Persistence service provides averaging over time features that you could exploit in rules. (and min and max too)


This is what I’ve done for my house. 16 individual zones, ability to add multiple temperatures per zone and use an average. If any individual zone wants heat, the boiler comes on.

It doesn’t have any learning, but it’s been pretty good for me, and my house is now always the temperature I want it in all rooms at all times.


Thank you all for the great suggestions. Let me review them and post here my rules / items once they are working.

OK, so I spent about an hour to figure out how the main rule works in @Confused 's config but I think I’m getting there :slight_smile:

I was able to come up with this for my own setup; I have 3 floors, but the basement pump turns on the heater so that has to be turned on when any of the 3 floors need heating; similarly when something no longer needs heating, the basement pump can only be turned off after nothing needs heating. Is there a better approach to design this in a rule (I was trying to follow @rlkoshak 1-2-3 rule design pattern)?

  Member of gHneed changed
  if(BF_Heat_need == ON) {
  } else if(GF_Heat_need == ON) {
  } else if (FF_Heat_need == ON) {
  } else if(GF_Heat_need == OFF) {
  } else if (FF_Heat_need == OFF) {
  } else if (BH_Heat_need == OFF && GF_Heat_need == OFF && FF_Heat_need == OFF) {

This is almost an application. But if you struictly follow the pattern, your sendCommands would only be at the end.
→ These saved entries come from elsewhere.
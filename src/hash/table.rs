// Hash chains for the match finder.
//
// `head[bucket]` holds the most recent position whose 3-byte prefix hashes
// to `bucket`; `prev[pos & mask]` links each position to the previous one
// in its bucket.  `prev` is a circular buffer one window long, so an entry
// is trustworthy only while its position is less than a window behind the
// current input position.
//
// Positions are absolute stream offsets stored with HASH_OFFSET=1 so that
// stored value 0 means "empty".

use super::config::HASH_BITS;

const HASH_OFFSET: u64 = 1;

/// Multiplicative hash of the three bytes at the front of `bytes`.
#[inline(always)]
pub fn hash3(bytes: &[u8]) -> usize {
    let key = u32::from_le_bytes([bytes[0], bytes[1], bytes[2], 0]);
    (key.wrapping_mul(0x9E37_79B1) >> (32 - HASH_BITS)) as usize
}

/// Head table plus window-sized prev chain.
#[derive(Debug)]
pub struct HashChain {
    /// Bucket array: `head[bucket] = pos + HASH_OFFSET` or 0 (empty).
    head: Vec<u64>,
    /// Previous-position chain (circular buffer).
    prev: Vec<u64>,
    /// Mask for prev array indexing: `window_size - 1`.
    prev_mask: usize,
}

impl HashChain {
    /// `window_size` must be a power of two.
    pub fn new(window_size: usize) -> Self {
        debug_assert!(window_size.is_power_of_two());
        Self {
            head: vec![0u64; 1 << HASH_BITS],
            prev: vec![0u64; window_size],
            prev_mask: window_size - 1,
        }
    }

    /// Forget every position.
    pub fn reset(&mut self) {
        self.head.fill(0);
        self.prev.fill(0);
    }

    /// Most recent position stored for `bucket`.
    #[inline(always)]
    pub fn lookup(&self, bucket: usize) -> Option<u64> {
        match self.head[bucket] {
            0 => None,
            v => Some(v - HASH_OFFSET),
        }
    }

    /// Make `pos` the head of `bucket`, linking it to the old head.
    #[inline(always)]
    pub fn insert(&mut self, bucket: usize, pos: u64) {
        let old_head = self.head[bucket];
        self.prev[pos as usize & self.prev_mask] = old_head;
        self.head[bucket] = pos + HASH_OFFSET;
    }

    /// Walk the chain from `pos`, returning the previous entry's position.
    /// Returns `None` if the chain ends, wraps, or leaves the window as seen
    /// from `current_pos`.
    #[inline]
    pub fn chain_prev(&self, pos: u64, current_pos: u64) -> Option<u64> {
        let prev_val = self.prev[pos as usize & self.prev_mask];
        if prev_val == 0 {
            return None;
        }
        let prev_pos = prev_val - HASH_OFFSET;
        // A slot overwritten by a newer position links forward, not back.
        if prev_pos >= pos {
            return None;
        }
        if current_pos - prev_pos > self.prev_mask as u64 {
            return None;
        }
        Some(prev_pos)
    }

    /// Whether `pos` is still reachable from `current_pos`.
    #[inline]
    pub fn in_window(&self, pos: u64, current_pos: u64) -> bool {
        pos < current_pos && current_pos - pos <= self.prev_mask as u64
    }

    /// Bytes held by the tables.
    pub fn footprint(&self) -> usize {
        (self.head.capacity() + self.prev.capacity()) * std::mem::size_of::<u64>()
    }
}

#[cfg(test)]
mod tests {
    use super::*;

    #[test]
    fn hash_depends_on_three_bytes_only() {
        assert_eq!(hash3(b"abcX"), hash3(b"abcY"));
        assert!(hash3(b"abc") < 1 << HASH_BITS);
    }

    #[test]
    fn insert_lookup() {
        let mut t = HashChain::new(256);
        assert!(t.lookup(42).is_none());
        t.insert(42, 100);
        assert_eq!(t.lookup(42), Some(100));
    }

    #[test]
    fn reset_clears_heads() {
        let mut t = HashChain::new(256);
        t.insert(42, 100);
        t.reset();
        assert!(t.lookup(42).is_none());
    }

    #[test]
    fn chaining() {
        let mut t = HashChain::new(256);
        t.insert(42, 10);
        t.insert(42, 50);
        assert_eq!(t.lookup(42), Some(50));
        assert_eq!(t.chain_prev(50, 50), Some(10));
        assert!(t.chain_prev(10, 50).is_none());
    }

    #[test]
    fn chain_stale_rejection() {
        let mut t = HashChain::new(16);
        t.insert(42, 0);
        t.insert(42, 100);
        // 100 positions back is far outside a 16-byte window.
        assert!(t.chain_prev(100, 100).is_none());
    }

    #[test]
    fn chain_boundary_is_stale() {
        let mut t = HashChain::new(16);
        t.insert(42, 0);
        t.insert(42, 16);
        assert!(t.chain_prev(16, 16).is_none());
        assert!(t.in_window(1, 16));
        assert!(!t.in_window(0, 16));
    }

    #[test]
    fn overwritten_slot_does_not_link_forward() {
        let mut t = HashChain::new(16);
        t.insert(1, 3);
        t.insert(2, 10);
        t.insert(2, 19); // reuses the prev slot of 3, linking to 10
        t.insert(2, 20);
        assert!(t.chain_prev(3, 20).is_none());
    }
}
Let’s see if we can do that…

  // 1. See if the rule needs to run
  // The rule needs to run any time any member of gHneed changes

  // 2. Calculate what needs to be done.
  // gf and ff always follow the corresponding need and bf needs to be ON if any need is ON
  val bf = if(BF_Heating_need.state == ON || GF_Heating_need.state == ON || FF_Heat_need.state == ON) ON else OFF
  val gf = GF_Heating_need.state // follows the need Item so just use that
  val ff = FF_Heating_need.state // follows the need Item so just use that

  // 3. Do it
  if(bf != BF_Heating_Pump.state) BF_Heating_Pump.sendCommand(bf)
  if(gf != GF_HEating_Pump.state) GF_Heating_Pump.sendCommand(gf)
  if(ff != FF_HEating_Pump.state) FF_Heating_Pump.sendCommand(ff)

We can further reduce it to

  val bf = if(BF_Heating_need.state == ON || GF_Heating_need.state == ON || FF_Heat_need.state == ON) ON else OFF

  if(bf != BF_Heating_Pump.state) BF_Heating_Pump.sendCommand(bf)
  if(GF_Heating_need.state != GF_Heating_Pump.state) GF_Heating_Pump.sendCommand(GF_Heating_need.state)
  if(FF_Heating_need.state != FF_Heating_Pump.state) FF_Heating_Pump.sendCommand(FF_Heating_need.state)

Or, if you don’t care if the Pump receives a command that is the same as it’s current state

    BF_Heating_Pump.sendCommand(BF_Heating_need.state == ON || GF_Heating_need.state == ON || FF_Heat_need.state == ON) ON else OFF)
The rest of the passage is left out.